> [The task]: From the data that follows, copy every line with the string "expected".

> [Material shown]:
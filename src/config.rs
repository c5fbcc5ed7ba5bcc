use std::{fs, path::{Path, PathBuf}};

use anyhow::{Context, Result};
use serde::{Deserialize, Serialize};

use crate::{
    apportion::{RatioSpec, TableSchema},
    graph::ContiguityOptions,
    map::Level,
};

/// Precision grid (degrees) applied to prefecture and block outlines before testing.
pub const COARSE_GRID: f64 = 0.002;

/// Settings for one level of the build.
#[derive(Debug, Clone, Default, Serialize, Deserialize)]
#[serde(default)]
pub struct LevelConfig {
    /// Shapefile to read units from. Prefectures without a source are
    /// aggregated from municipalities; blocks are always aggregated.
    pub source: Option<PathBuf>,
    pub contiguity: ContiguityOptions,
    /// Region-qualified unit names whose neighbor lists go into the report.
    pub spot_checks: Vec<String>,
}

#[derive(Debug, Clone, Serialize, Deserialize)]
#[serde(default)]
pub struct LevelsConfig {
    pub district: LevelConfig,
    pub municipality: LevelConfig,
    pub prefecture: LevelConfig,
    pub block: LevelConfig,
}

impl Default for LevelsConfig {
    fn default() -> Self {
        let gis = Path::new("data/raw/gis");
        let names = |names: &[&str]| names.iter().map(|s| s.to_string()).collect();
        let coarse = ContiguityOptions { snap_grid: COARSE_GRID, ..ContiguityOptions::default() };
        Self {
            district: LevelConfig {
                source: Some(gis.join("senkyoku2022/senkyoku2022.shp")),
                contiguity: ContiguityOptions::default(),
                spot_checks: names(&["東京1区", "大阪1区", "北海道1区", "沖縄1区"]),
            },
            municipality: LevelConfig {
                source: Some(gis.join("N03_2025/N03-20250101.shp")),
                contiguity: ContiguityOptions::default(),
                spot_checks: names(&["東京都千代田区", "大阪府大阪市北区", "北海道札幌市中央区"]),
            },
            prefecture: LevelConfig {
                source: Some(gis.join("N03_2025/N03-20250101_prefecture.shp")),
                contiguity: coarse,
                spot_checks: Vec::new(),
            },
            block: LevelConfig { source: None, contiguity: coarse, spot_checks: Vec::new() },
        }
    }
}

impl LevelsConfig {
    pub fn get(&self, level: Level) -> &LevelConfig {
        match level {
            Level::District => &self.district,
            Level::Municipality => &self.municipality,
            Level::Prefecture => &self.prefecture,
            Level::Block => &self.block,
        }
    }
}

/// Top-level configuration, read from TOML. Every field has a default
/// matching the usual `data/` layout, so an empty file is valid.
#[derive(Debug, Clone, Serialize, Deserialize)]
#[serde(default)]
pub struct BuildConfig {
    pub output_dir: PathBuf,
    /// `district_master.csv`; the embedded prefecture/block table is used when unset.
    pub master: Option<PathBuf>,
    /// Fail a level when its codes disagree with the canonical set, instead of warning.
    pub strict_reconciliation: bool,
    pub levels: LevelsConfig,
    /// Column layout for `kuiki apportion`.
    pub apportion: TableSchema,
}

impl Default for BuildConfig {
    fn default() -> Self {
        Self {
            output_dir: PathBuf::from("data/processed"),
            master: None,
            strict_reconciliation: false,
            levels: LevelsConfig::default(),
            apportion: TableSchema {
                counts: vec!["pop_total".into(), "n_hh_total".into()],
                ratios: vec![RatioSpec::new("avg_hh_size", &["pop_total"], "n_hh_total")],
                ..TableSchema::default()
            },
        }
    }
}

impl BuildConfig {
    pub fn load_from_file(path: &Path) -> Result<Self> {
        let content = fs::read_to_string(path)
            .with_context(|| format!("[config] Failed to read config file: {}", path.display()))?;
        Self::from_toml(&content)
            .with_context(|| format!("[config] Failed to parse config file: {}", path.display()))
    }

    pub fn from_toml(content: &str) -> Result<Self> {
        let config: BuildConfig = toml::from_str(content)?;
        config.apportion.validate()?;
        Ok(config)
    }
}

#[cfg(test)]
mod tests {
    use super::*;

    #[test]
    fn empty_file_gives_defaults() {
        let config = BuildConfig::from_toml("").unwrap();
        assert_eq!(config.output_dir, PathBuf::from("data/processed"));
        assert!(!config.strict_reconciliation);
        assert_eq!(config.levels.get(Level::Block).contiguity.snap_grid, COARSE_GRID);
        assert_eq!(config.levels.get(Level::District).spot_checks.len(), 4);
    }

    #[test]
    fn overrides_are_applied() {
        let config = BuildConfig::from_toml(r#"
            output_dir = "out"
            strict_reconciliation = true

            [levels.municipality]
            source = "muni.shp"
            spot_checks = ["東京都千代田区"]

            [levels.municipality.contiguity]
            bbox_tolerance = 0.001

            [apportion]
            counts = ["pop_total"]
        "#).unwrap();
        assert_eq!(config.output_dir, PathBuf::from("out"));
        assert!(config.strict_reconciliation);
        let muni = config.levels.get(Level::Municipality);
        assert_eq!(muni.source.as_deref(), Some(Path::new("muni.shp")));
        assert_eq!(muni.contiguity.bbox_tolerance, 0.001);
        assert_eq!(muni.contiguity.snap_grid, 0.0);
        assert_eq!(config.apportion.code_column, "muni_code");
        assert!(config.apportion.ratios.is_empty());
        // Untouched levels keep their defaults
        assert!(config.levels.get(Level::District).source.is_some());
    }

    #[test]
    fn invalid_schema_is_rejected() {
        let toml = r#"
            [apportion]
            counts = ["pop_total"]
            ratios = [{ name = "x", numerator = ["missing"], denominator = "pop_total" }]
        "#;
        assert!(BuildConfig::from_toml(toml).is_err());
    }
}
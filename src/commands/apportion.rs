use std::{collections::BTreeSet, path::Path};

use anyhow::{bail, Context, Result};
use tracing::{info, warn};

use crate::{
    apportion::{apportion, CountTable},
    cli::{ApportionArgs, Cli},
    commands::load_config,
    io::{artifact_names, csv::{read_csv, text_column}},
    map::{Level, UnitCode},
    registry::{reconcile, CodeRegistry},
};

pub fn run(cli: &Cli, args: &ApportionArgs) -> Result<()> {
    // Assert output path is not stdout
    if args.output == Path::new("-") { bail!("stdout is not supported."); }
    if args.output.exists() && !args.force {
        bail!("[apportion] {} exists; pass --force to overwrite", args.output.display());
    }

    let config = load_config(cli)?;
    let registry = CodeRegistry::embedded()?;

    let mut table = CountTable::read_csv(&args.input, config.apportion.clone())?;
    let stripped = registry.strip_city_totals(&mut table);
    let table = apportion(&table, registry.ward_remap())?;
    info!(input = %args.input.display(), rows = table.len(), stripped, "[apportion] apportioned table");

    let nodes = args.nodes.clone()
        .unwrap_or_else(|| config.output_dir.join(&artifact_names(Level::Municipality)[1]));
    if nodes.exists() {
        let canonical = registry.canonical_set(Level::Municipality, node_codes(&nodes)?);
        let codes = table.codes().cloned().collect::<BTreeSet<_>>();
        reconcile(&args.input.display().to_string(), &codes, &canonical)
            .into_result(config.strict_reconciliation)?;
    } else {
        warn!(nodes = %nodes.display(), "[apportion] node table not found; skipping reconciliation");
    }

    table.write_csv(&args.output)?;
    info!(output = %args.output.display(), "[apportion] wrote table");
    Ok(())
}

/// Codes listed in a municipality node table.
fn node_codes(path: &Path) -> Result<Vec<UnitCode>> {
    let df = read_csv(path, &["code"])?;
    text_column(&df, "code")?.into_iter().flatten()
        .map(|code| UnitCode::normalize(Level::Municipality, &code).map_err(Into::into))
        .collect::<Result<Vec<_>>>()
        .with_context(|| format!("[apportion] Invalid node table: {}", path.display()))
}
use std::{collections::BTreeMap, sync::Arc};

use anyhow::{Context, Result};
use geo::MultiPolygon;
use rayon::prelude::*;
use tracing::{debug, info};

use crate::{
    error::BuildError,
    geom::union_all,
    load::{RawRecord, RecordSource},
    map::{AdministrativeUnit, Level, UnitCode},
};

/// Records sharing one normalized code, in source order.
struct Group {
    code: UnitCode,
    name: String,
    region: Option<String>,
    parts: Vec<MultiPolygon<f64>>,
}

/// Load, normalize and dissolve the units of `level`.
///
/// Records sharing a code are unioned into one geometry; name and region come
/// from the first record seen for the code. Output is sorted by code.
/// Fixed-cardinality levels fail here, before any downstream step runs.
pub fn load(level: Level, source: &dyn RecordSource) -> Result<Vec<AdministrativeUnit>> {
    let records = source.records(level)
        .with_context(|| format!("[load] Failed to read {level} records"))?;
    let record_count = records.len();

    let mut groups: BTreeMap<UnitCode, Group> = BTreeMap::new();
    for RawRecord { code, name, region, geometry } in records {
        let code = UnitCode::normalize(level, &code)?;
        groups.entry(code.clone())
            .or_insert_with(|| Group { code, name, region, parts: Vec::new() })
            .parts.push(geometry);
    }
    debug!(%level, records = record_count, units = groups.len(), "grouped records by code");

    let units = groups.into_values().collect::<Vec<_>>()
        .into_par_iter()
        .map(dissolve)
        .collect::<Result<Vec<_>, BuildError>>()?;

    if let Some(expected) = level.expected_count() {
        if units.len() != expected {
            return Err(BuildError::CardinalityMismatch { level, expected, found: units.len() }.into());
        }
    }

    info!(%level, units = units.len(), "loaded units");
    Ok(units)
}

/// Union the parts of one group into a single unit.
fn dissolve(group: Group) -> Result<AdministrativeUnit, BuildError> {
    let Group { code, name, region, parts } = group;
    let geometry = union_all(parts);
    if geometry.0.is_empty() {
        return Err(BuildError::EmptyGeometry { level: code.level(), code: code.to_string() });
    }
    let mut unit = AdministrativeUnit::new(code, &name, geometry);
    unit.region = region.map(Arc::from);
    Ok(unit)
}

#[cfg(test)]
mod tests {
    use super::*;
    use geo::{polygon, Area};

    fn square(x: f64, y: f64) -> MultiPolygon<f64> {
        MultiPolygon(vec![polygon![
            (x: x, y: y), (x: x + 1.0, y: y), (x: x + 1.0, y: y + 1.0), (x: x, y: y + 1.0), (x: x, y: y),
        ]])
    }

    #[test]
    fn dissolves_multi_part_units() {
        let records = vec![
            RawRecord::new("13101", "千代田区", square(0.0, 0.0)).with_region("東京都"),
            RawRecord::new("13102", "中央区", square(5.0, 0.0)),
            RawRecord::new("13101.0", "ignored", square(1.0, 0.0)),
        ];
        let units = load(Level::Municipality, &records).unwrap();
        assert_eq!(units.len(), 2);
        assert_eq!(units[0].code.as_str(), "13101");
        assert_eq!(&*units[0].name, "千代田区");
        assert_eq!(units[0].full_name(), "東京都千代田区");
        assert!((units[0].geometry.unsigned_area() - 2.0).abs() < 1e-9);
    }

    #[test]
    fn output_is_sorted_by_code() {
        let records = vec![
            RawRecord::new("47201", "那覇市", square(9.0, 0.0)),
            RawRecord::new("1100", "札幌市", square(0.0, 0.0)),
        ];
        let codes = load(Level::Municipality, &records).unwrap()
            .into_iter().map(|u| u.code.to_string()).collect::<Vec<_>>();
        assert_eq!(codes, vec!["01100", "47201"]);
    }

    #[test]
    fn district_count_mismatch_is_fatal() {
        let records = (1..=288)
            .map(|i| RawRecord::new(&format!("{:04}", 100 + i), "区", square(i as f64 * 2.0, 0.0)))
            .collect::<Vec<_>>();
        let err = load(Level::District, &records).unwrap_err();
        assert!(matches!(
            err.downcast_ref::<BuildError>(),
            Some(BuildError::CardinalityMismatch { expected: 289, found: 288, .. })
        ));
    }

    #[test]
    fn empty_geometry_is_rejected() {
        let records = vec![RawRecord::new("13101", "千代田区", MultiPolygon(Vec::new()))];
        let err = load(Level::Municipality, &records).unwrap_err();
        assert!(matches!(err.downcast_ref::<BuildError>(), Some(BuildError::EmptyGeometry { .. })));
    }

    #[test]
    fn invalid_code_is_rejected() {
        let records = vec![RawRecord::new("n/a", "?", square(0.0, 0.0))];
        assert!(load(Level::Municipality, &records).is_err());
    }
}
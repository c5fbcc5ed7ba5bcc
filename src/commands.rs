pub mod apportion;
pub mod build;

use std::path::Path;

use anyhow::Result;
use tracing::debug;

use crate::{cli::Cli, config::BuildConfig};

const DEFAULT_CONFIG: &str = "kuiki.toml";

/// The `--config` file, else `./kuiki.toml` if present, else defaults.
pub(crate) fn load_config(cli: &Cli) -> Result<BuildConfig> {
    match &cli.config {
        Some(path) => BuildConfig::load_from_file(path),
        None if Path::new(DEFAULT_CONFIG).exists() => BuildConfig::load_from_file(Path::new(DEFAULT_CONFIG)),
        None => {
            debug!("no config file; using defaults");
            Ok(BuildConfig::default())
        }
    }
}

> [Your response]:
    if let Some(expected) = level.expected_count() {
        if units.len() != expected {
            return Err(BuildError::CardinalityMismatch { level, expected, found: units.len() }.into());
            Some(BuildError::CardinalityMismatch { expected: 289, found: 288, .. })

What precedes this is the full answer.